[Input material — start]
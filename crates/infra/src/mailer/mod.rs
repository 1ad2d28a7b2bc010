//! Email rendering and delivery.

use std::sync::{Arc, Mutex};

use async_trait::async_trait;
use serde::Serialize;
use thiserror::Error;

pub mod http;
pub mod templates;

pub use http::HttpEmailSender;
pub use templates::{TemplateError, TemplateId, TemplateRegistry};

/// A fully rendered message ready for the provider.
#[derive(Debug, Clone, PartialEq, Eq, Serialize)]
pub struct RenderedEmail {
    pub to: String,
    pub subject: String,
    pub html: String,
}

#[derive(Debug, Clone, PartialEq, Eq, Error)]
pub enum SendError {
    /// The provider answered with a non-2xx status.
    #[error("provider rejected email ({status}): {body}")]
    Rejected { status: u16, body: String },
    #[error("transport error: {0}")]
    Transport(String),
    #[error("sender misconfigured: {0}")]
    Config(String),
}

/// Outbound email provider.
#[async_trait]
pub trait EmailSender: Send + Sync {
    async fn send(&self, email: &RenderedEmail) -> Result<(), SendError>;
}

#[async_trait]
impl<S: EmailSender + ?Sized> EmailSender for Arc<S> {
    async fn send(&self, email: &RenderedEmail) -> Result<(), SendError> {
        (**self).send(email).await
    }
}

/// Logs every message and reports success. Used when no provider key is set.
#[derive(Debug, Default, Clone, Copy)]
pub struct LogEmailSender;

#[async_trait]
impl EmailSender for LogEmailSender {
    async fn send(&self, email: &RenderedEmail) -> Result<(), SendError> {
        tracing::info!(
            target: "mailer",
            to = %email.to,
            subject = %email.subject,
            html_len = email.html.len(),
            "email not sent (no provider configured)"
        );
        Ok(())
    }
}

#[derive(Debug, Default)]
struct Recording {
    sent: Vec<RenderedEmail>,
    fail_all: bool,
    failing: Vec<String>,
}

/// In-memory sender for tests: records delivered mail and can be told to fail.
#[derive(Debug, Default, Clone)]
pub struct RecordingEmailSender {
    inner: Arc<Mutex<Recording>>,
}

impl RecordingEmailSender {
    pub fn new() -> Self {
        Self::default()
    }

    /// Reject every message.
    pub fn fail_all(&self, fail: bool) {
        if let Ok(mut r) = self.inner.lock() {
            r.fail_all = fail;
        }
    }

    /// Reject messages addressed to `recipient`.
    pub fn fail_recipient(&self, recipient: impl Into<String>) {
        if let Ok(mut r) = self.inner.lock() {
            r.failing.push(recipient.into());
        }
    }

    pub fn sent(&self) -> Vec<RenderedEmail> {
        self.inner.lock().map(|r| r.sent.clone()).unwrap_or_default()
    }
}

#[async_trait]
impl EmailSender for RecordingEmailSender {
    async fn send(&self, email: &RenderedEmail) -> Result<(), SendError> {
        let mut r = self
            .inner
            .lock()
            .map_err(|_| SendError::Transport("recording sender poisoned".into()))?;
        if r.fail_all || r.failing.iter().any(|f| f == &email.to) {
            return Err(SendError::Rejected {
                status: 422,
                body: format!("refusing {}", email.to),
            });
        }
        r.sent.push(email.clone());
        Ok(())
    }
}
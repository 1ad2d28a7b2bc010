//! Service wiring: picks store, sender and blob backends from configuration
//! and composes them into the intake service and the email queue.

use std::sync::Arc;

use sqlx::postgres::PgPoolOptions;
use thiserror::Error;
use tracing::{info, warn};

use investi_events::{AnalyticsSink, TracingAnalyticsSink};
use investi_infra::blob::{BlobStore, LocalBlobStore};
use investi_infra::email_queue::{
    EmailQueue, EmailQueueConfig, EmailQueueStore, InMemoryEmailQueueStore,
    PostgresEmailQueueStore, RetryPolicy,
};
use investi_infra::hooks::{AnalyticsHook, ConfirmationEmailHook, HookRunner};
use investi_infra::intake_service::IntakeService;
use investi_infra::mailer::{EmailSender, HttpEmailSender, LogEmailSender, SendError};
use investi_infra::store::{
    InMemoryIntakeStore, IntakeStore, PostgresIntakeStore, StoreError, run_migrations,
};

use crate::config::AppConfig;

#[derive(Debug, Error)]
pub enum ServicesError {
    #[error("database connection failed: {0}")]
    Database(#[from] sqlx::Error),
    #[error("schema migration failed: {0}")]
    Migration(#[from] StoreError),
    #[error("email sender: {0}")]
    Sender(#[from] SendError),
}

/// Storage and delivery backends the services are composed from.
pub struct Backends {
    pub intake: Arc<dyn IntakeStore>,
    pub queue: Arc<dyn EmailQueueStore>,
    pub sender: Arc<dyn EmailSender>,
    pub analytics: Arc<dyn AnalyticsSink>,
    pub blobs: Arc<dyn BlobStore>,
}

/// Everything a request handler needs.
pub struct AppServices {
    pub intake: IntakeService,
    pub queue: EmailQueue,
    pub blobs: Arc<dyn BlobStore>,
    pub cron_batch_size: usize,
    pub cron_secret: Option<String>,
    pub admin_secret: Option<String>,
}

impl AppServices {
    pub fn new(config: &AppConfig, backends: Backends) -> Self {
        let queue = EmailQueue::new(
            backends.queue,
            backends.sender,
            EmailQueueConfig::default()
                .with_policy(RetryPolicy::next_run(config.email.max_attempts))
                .with_lease(config.email.claim_lease),
        );

        let hooks = HookRunner::new()
            .with(ConfirmationEmailHook::new(queue.clone()))
            .with(AnalyticsHook::detached(backends.analytics));

        Self {
            intake: IntakeService::new(backends.intake, hooks),
            queue,
            blobs: backends.blobs,
            cron_batch_size: config.cron_batch_size,
            cron_secret: config.cron_secret.clone(),
            admin_secret: config.admin_secret.clone(),
        }
    }
}

/// Build production services from configuration.
pub async fn build_services(config: &AppConfig) -> Result<AppServices, ServicesError> {
    let (intake, queue): (Arc<dyn IntakeStore>, Arc<dyn EmailQueueStore>) = match &config.database_url {
        Some(url) => {
            let pool = PgPoolOptions::new().max_connections(10).connect(url).await?;
            run_migrations(&pool).await?;
            info!("using postgres stores");
            (
                Arc::new(PostgresIntakeStore::new(pool.clone())),
                Arc::new(PostgresEmailQueueStore::new(pool)),
            )
        }
        None => {
            warn!("DATABASE_URL not set; using in-memory stores (data is lost on restart)");
            (
                Arc::new(InMemoryIntakeStore::new()),
                Arc::new(InMemoryEmailQueueStore::new()),
            )
        }
    };

    let sender: Arc<dyn EmailSender> = match &config.email.api_key {
        Some(key) => Arc::new(HttpEmailSender::new(
            &config.email.api_url,
            key.clone(),
            config.email.from.clone(),
        )?),
        None => {
            warn!("EMAIL_API_KEY not set; emails will be logged, not sent");
            Arc::new(LogEmailSender)
        }
    };

    let backends = Backends {
        intake,
        queue,
        sender,
        analytics: Arc::new(TracingAnalyticsSink),
        blobs: Arc::new(LocalBlobStore::new(
            config.upload_dir.clone(),
            config.upload_public_base_url.clone(),
        )),
    };

    Ok(AppServices::new(config, backends))
}
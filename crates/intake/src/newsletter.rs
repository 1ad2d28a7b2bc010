//! Newsletter subscriptions.

use chrono::{DateTime, Utc};
use serde::{Deserialize, Serialize};

use investi_core::validation::MAX_SHORT_TEXT;
use investi_core::{EmailAddress, SubscriptionId, ValidationErrors, Validator};

/// Source tag recorded when the form does not send one.
pub const DEFAULT_SOURCE: &str = "website";

const MAX_SOURCE_LEN: usize = 50;

#[derive(Debug, Clone, Default, Deserialize)]
#[serde(rename_all = "camelCase")]
pub struct NewsletterSubmission {
    pub email: Option<String>,
    pub name: Option<String>,
    pub source: Option<String>,
}

#[derive(Debug, Clone, PartialEq, Eq, Serialize, Deserialize)]
#[serde(rename_all = "camelCase")]
pub struct NewSubscription {
    pub email: EmailAddress,
    pub name: Option<String>,
    pub source: String,
}

impl NewsletterSubmission {
    pub fn validate(&self) -> Result<NewSubscription, ValidationErrors> {
        let mut v = Validator::new();

        let email = v.email("email", self.email.as_deref());
        let name = v.optional("name", self.name.as_deref(), MAX_SHORT_TEXT);
        let source = match v.optional("source", self.source.as_deref(), MAX_SOURCE_LEN) {
            Some(tag) if tag.chars().all(|c| c.is_ascii_alphanumeric() || c == '-' || c == '_') => {
                tag.to_ascii_lowercase()
            }
            Some(_) => {
                v.violation("source", "may only contain letters, digits, '-' and '_'");
                String::new()
            }
            None => DEFAULT_SOURCE.to_string(),
        };

        let (Some(email), true) = (email, v.is_clean()) else {
            return Err(v.into_errors());
        };

        Ok(NewSubscription { email, name, source })
    }
}

#[derive(Debug, Clone, PartialEq, Eq, Serialize, Deserialize)]
#[serde(rename_all = "camelCase")]
pub struct NewsletterSubscription {
    pub id: SubscriptionId,
    #[serde(flatten)]
    pub details: NewSubscription,
    pub created_at: DateTime<Utc>,
}

impl NewsletterSubscription {
    pub fn new(details: NewSubscription) -> Self {
        Self {
            id: SubscriptionId::new(),
            details,
            created_at: Utc::now(),
        }
    }
}
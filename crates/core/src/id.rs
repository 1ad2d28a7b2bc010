//! Strongly-typed identifiers used across the domain.

use core::str::FromStr;
use serde::{Deserialize, Serialize};
use uuid::Uuid;

use crate::error::DomainError;

/// Identifier of a founder, investor or career application row.
#[derive(Debug, Copy, Clone, PartialEq, Eq, Hash, PartialOrd, Ord, Serialize, Deserialize)]
#[serde(transparent)]
pub struct ApplicationId(Uuid);

/// Identifier of a newsletter subscription or waitlist entry.
#[derive(Debug, Copy, Clone, PartialEq, Eq, Hash, PartialOrd, Ord, Serialize, Deserialize)]
#[serde(transparent)]
pub struct SubscriptionId(Uuid);

macro_rules! impl_uuid_newtype {
    ($t:ty, $name:literal) => {
        impl $t {
            /// Create a new identifier.
            ///
            /// Uses UUIDv7 (time-ordered). Prefer passing IDs explicitly in tests
            /// for determinism.
            pub fn new() -> Self {
                Self(Uuid::now_v7())
            }

            pub fn from_uuid(uuid: Uuid) -> Self {
                Self(uuid)
            }

            pub fn as_uuid(&self) -> &Uuid {
                &self.0
            }
        }

        impl Default for $t {
            fn default() -> Self {
                Self::new()
            }
        }

        impl core::fmt::Display for $t {
            fn fmt(&self, f: &mut core::fmt::Formatter<'_>) -> core::fmt::Result {
                core::fmt::Display::fmt(&self.0, f)
            }
        }

        impl From<Uuid> for $t {
            fn from(value: Uuid) -> Self {
                Self(value)
            }
        }

        impl From<$t> for Uuid {
            fn from(value: $t) -> Self {
                value.0
            }
        }

        impl FromStr for $t {
            type Err = DomainError;

            fn from_str(s: &str) -> Result<Self, Self::Err> {
                let uuid = Uuid::from_str(s)
                    .map_err(|e| DomainError::invalid_id(format!("{}: {}", $name, e)))?;
                Ok(Self(uuid))
            }
        }
    };
}

impl_uuid_newtype!(ApplicationId, "ApplicationId");
impl_uuid_newtype!(SubscriptionId, "SubscriptionId");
[Input material — finish]
Work instruction: Pull every line with "PostgresIntakeStore" from the records.

Task result:
    InMemoryIntakeStore, IntakeStore, PostgresIntakeStore, StoreError, run_migrations,
                Arc::new(PostgresIntakeStore::new(pool.clone())),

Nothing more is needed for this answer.